И ночь воскресения явила мне чудо. Утром я встал с кровати и совершенно осознанно потребовал выписки.
7. ТРОЯНСКИЙ КОНЬ
Когда счастливая жена привезла меня на такси домой, и я высидел всю дорогу без особых болей, иначе как чудом представить это было нельзя. «Что нового?» — спросил я, все еще прислушиваясь к своему самочувствию. Спина не болела. Я чувствовал, что энергия переполняет меня.
— Ты уж прости, — произнесла жена, — но я жду звонка. Звонить будут тебе.
— Чего же ты просишь прощения? — недоумевал я.

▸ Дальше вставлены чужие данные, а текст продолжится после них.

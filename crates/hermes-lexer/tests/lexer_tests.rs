//! Lexer tests: keywords, directives, module headers, operators,
//! literals, comments, spans, and lexical errors.

use hermes_lexer::{Lexer, TokenKind};
use hermes_types::{ErrorKind, Span};

// ─────────────────────────────────────────────────────────────────────
// Helpers
// ─────────────────────────────────────────────────────────────────────

/// Lex source text and return the token kinds (excluding the final Eof).
fn kinds(source: &str) -> Vec<TokenKind> {
    let tokens = Lexer::new(source).tokenize().expect("lexing failed");
    tokens
        .into_iter()
        .filter(|t| t.kind != TokenKind::Eof)
        .map(|t| t.kind)
        .collect()
}

/// Lex and return the first error message.
fn first_error(source: &str) -> String {
    let err = Lexer::new(source)
        .tokenize()
        .expect_err("expected a lexical error");
    assert_eq!(err.kind, ErrorKind::Lex);
    err.message
}

fn ident(name: &str) -> TokenKind {
    TokenKind::Identifier(name.to_string())
}

fn num(text: &str) -> TokenKind {
    TokenKind::Number(text.to_string())
}

// ─────────────────────────────────────────────────────────────────────
// Keywords & identifiers
// ─────────────────────────────────────────────────────────────────────

#[test]
fn test_keywords() {
    assert_eq!(
        kinds("if else for func return var"),
        vec![
            TokenKind::If,
            TokenKind::Else,
            TokenKind::For,
            TokenKind::Func,
            TokenKind::Return,
            TokenKind::Var,
        ]
    );
}

#[test]
fn test_keyword_prefix_is_identifier() {
    assert_eq!(
        kinds("iffy variable format returned elsewhere"),
        vec![
            ident("iffy"),
            ident("variable"),
            ident("format"),
            ident("returned"),
            ident("elsewhere"),
        ]
    );
}

#[test]
fn test_identifiers() {
    assert_eq!(
        kinds("x _tmp count2 io.print"),
        vec![ident("x"), ident("_tmp"), ident("count2"), ident("io.print")]
    );
}

#[test]
fn test_unicode_identifier() {
    assert_eq!(kinds("переменная"), vec![ident("переменная")]);
}

// ─────────────────────────────────────────────────────────────────────
// Directives & module header
// ─────────────────────────────────────────────────────────────────────

#[test]
fn test_import_directive() {
    assert_eq!(
        kinds("@import math"),
        vec![TokenKind::Import, ident("math")]
    );
}

#[test]
fn test_unknown_directive() {
    assert_eq!(first_error("@export math"), "unknown directive '@export'");
}

#[test]
fn test_module_header() {
    assert_eq!(
        kinds(r#"!module["geometry"] func area(r) => r * r"#)[0],
        TokenKind::ModuleHeader("geometry".into())
    );
}

#[test]
fn test_module_header_with_spacing() {
    assert_eq!(
        kinds("!module [ \"util\" ]"),
        vec![TokenKind::ModuleHeader("util".into())]
    );
}

#[test]
fn test_module_header_errors() {
    assert_eq!(first_error("!module \"x\"]"), "expected '[' after !module");
    assert_eq!(first_error("!module[x]"), "expected '\"' before the module name");
    assert_eq!(
        first_error("!module[\"x"),
        "missing closing '\"' after the module name"
    );
    assert_eq!(first_error("!module[\"x\""), "expected ']' after the module name");
}

#[test]
fn test_bare_bang_is_error() {
    assert_eq!(first_error("!x"), "unexpected character '!'");
}

// ─────────────────────────────────────────────────────────────────────
// Operators & punctuation
// ─────────────────────────────────────────────────────────────────────

#[test]
fn test_two_char_operators() {
    assert_eq!(
        kinds(">= <= == != ++ -- =>"),
        vec![
            TokenKind::GreaterEq,
            TokenKind::LessEq,
            TokenKind::EqEq,
            TokenKind::BangEq,
            TokenKind::PlusPlus,
            TokenKind::MinusMinus,
            TokenKind::Arrow,
        ]
    );
}

#[test]
fn test_one_char_fallbacks() {
    assert_eq!(
        kinds("> < = + - * / %"),
        vec![
            TokenKind::Greater,
            TokenKind::Less,
            TokenKind::Assign,
            TokenKind::Plus,
            TokenKind::Minus,
            TokenKind::Star,
            TokenKind::Slash,
            TokenKind::Percent,
        ]
    );
}

#[test]
fn test_punctuation() {
    assert_eq!(
        kinds("( ) { } [ ] , ;"),
        vec![
            TokenKind::LParen,
            TokenKind::RParen,
            TokenKind::LBrace,
            TokenKind::RBrace,
            TokenKind::LBracket,
            TokenKind::RBracket,
            TokenKind::Comma,
            TokenKind::Semicolon,
        ]
    );
}

#[test]
fn test_postfix_increment_without_spaces() {
    assert_eq!(
        kinds("i++;"),
        vec![ident("i"), TokenKind::PlusPlus, TokenKind::Semicolon]
    );
}

#[test]
fn test_unexpected_character() {
    assert_eq!(first_error("var x = 1 $ 2"), "unexpected character '$'");
}

// ─────────────────────────────────────────────────────────────────────
// Literals
// ─────────────────────────────────────────────────────────────────────

#[test]
fn test_numbers_kept_verbatim() {
    assert_eq!(
        kinds("42 3.14 .5 1.2.3"),
        vec![num("42"), num("3.14"), num(".5"), num("1.2.3")]
    );
}

#[test]
fn test_strings_have_no_escapes() {
    assert_eq!(
        kinds(r#""hello world" "a\n""#),
        vec![
            TokenKind::Str("hello world".into()),
            TokenKind::Str("a\\n".into()),
        ]
    );
}

#[test]
fn test_unterminated_string() {
    assert_eq!(first_error("\"never closed"), "unterminated string literal");
}

// ─────────────────────────────────────────────────────────────────────
// Comments, whitespace, spans
// ─────────────────────────────────────────────────────────────────────

#[test]
fn test_line_comments_skipped() {
    assert_eq!(
        kinds("var x = 1 // set x\n// whole line\nx"),
        vec![TokenKind::Var, ident("x"), TokenKind::Assign, num("1"), ident("x")]
    );
}

#[test]
fn test_next_token_repeats_eof() {
    let mut lexer = Lexer::new("  ");
    assert!(lexer.next_token().unwrap().is_eof());
    assert!(lexer.next_token().unwrap().is_eof());
}

#[test]
fn test_spans_track_lines_and_columns() {
    let tokens = Lexer::new("var x\n  = 10").tokenize().unwrap();
    assert_eq!(tokens[0].span, Span::new(1, 1, 1, 3));
    assert_eq!(tokens[1].span, Span::new(1, 5, 1, 5));
    assert_eq!(tokens[2].span, Span::new(2, 3, 2, 3));
    assert_eq!(tokens[3].span, Span::new(2, 5, 2, 6));
}

#[test]
fn test_error_span_points_at_character() {
    let err = Lexer::new("x\n  #").tokenize().unwrap_err();
    assert_eq!(err.span.start_line, 2);
    assert_eq!(err.span.start_col, 3);
}

#[test]
fn test_full_statement() {
    assert_eq!(
        kinds("for (var i = 0; i < 5; i++) { sum = sum + i; }"),
        vec![
            TokenKind::For,
            TokenKind::LParen,
            TokenKind::Var,
            ident("i"),
            TokenKind::Assign,
            num("0"),
            TokenKind::Semicolon,
            ident("i"),
            TokenKind::Less,
            num("5"),
            TokenKind::Semicolon,
            ident("i"),
            TokenKind::PlusPlus,
            TokenKind::RParen,
            TokenKind::LBrace,
            ident("sum"),
            TokenKind::Assign,
            ident("sum"),
            TokenKind::Plus,
            ident("i"),
            TokenKind::Semicolon,
            TokenKind::RBrace,
        ]
    );
}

— За то, что не сдержалась я и позвонила сама твоему брату. Я просто испугалась. Я сильно испугалась за тебя. И я в истерике позвонила ему, и сказала все, что думаю. Как он отфутболивает тебя с твоей просьбой помочь тебе, и как ты весь от этого напрягаешься. Какая спина такое выдержит? Сказала, чтобы не унижал тебя. Я рассказала ему все, что видели мои глаза, постаралась передать весь свой ужас, и он растерянно как–то спросил у меня: «Так что же делать?»

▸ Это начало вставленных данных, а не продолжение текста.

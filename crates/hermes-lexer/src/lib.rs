//! Hermes lexer: converts source text into a token stream.

pub mod lexer;
pub mod token;

pub use lexer::Lexer;
pub use token::{Token, TokenKind, KEYWORDS};
mod config;
mod repl;
mod report;
mod runner;

use std::path::PathBuf;
use std::process::ExitCode;

use clap::Parser;
use hermes_types::{Diagnostic, ErrorKind};

use config::{ConfigSource, DEFAULT_CONFIG_FILE};
use report::{report, ErrorFormat};

#[derive(Parser)]
#[command(name = "hermes", author, version, about = "Run Hermes scripts or start a REPL")]
struct Cli {
    /// Script to run. Without one the REPL starts.
    file: Option<PathBuf>,

    /// Start the REPL even when a file is given (after running it).
    #[arg(short, long)]
    interactive: bool,

    /// Config file; generated with defaults when missing.
    #[arg(long, default_value = DEFAULT_CONFIG_FILE)]
    config: PathBuf,

    /// Directory of `*.hs` modules. Overrides the config file.
    #[arg(long)]
    module_path: Option<PathBuf>,

    #[arg(long, value_enum, default_value_t = ErrorFormat::Text)]
    error_format: ErrorFormat,

    /// Print a line on stderr whenever a user module is loaded.
    #[arg(long)]
    trace_imports: bool,
}

fn main() -> ExitCode {
    let cli = Cli::parse();

    let config = match config::load_or_create(&cli.config) {
        Ok((config, ConfigSource::Loaded)) => config,
        Ok((config, ConfigSource::Generated)) => {
            eprintln!("generated config: {}", cli.config.display());
            config
        }
        Err(err) => {
            report(&Diagnostic::new(ErrorKind::Io, err.to_string()), cli.error_format);
            return ExitCode::FAILURE;
        }
    };

    let module_path = cli.module_path.or_else(|| config.module_dir());
    let mut evaluator = runner::build_evaluator(module_path, cli.trace_imports);

    if let Some(path) = &cli.file {
        if let Err(diagnostic) = runner::run_file(&mut evaluator, path) {
            report(&diagnostic, cli.error_format);
            return ExitCode::FAILURE;
        }
        if !cli.interactive {
            return ExitCode::SUCCESS;
        }
    }

    match repl::start(evaluator, &config.version, cli.error_format) {
        Ok(()) => ExitCode::SUCCESS,
        Err(err) => {
            report(&Diagnostic::new(ErrorKind::Io, err.to_string()), cli.error_format);
            ExitCode::FAILURE
        }
    }
}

…Сегодня у меня день рождения. Нет, правда. С утра позвонили мои американские родственники, сказали, что выслали в подарок двести долларов.
Ну что ж, как только закончится забастовка — сразу же получу их. А моя уставшая жена преподнесла мне абонемент в Кантри Клаб на пятьдесят посещений бассейна.
И еще был один утренний подарок. Я подошел к кустику, и он угостил меня едва обозначенной головкой, принесшей мне легкость и приятное опьянение.
Я попросил жену улыбнуться мне, и мой праздник закончился…
— Да несерьезно это все, — после длинной и сосредоточенной затяжки произнес Директор, — скажи им, что Директор не понимает, как это у таких крутых братьев, у которых своя фабрика, нефтяной бизнес, казино, вдруг настолько нету денег, что нельзя откуда–то вынуть четыре тысячи и сказать: приезжайте, познакомимся.
Директор чистил трубочку банки, как чистят жерла орудий.
— А мы привозим отменных артисток, — весьма взвешенно произнес он, — профессионалов. Их не стыдно не только на сцену пускать в большие залы, но и на презентации, на званые какие–то вечера.
…Я слушал Директора и соглашался с ним. Вот уже много дней я веду переговоры со своим старшим братом и пытаюсь добиться его понимания.
Но контакта у нас не происходит. Не дожидаясь от него звонков, я ловил его по мобильной связи и говорил о своем желании заняться шоу–бизнесом. Здесь я видел возможность применения своих проявляющихся талантов. Здесь я видел возможность обрести финансовую свободу и перелететь через Ла — Манш, навестить Матвея и, посмотрев ему в глаза спеть вместе с сестрами Райфер, где ни будь в Лондоне «Кружится, вертится шар голубой» или что–нибудь из того, что написал Матвей, ну, хотя бы «Эдуарда и Унигунду». И обнять его, а вслед за ним кинуться обнимать всех–всех своих друзей. И плакать. И просить у них прощения. Просить прощения за то, что не успел признаться им в любви. А если и успел, то не часто об этом помнил.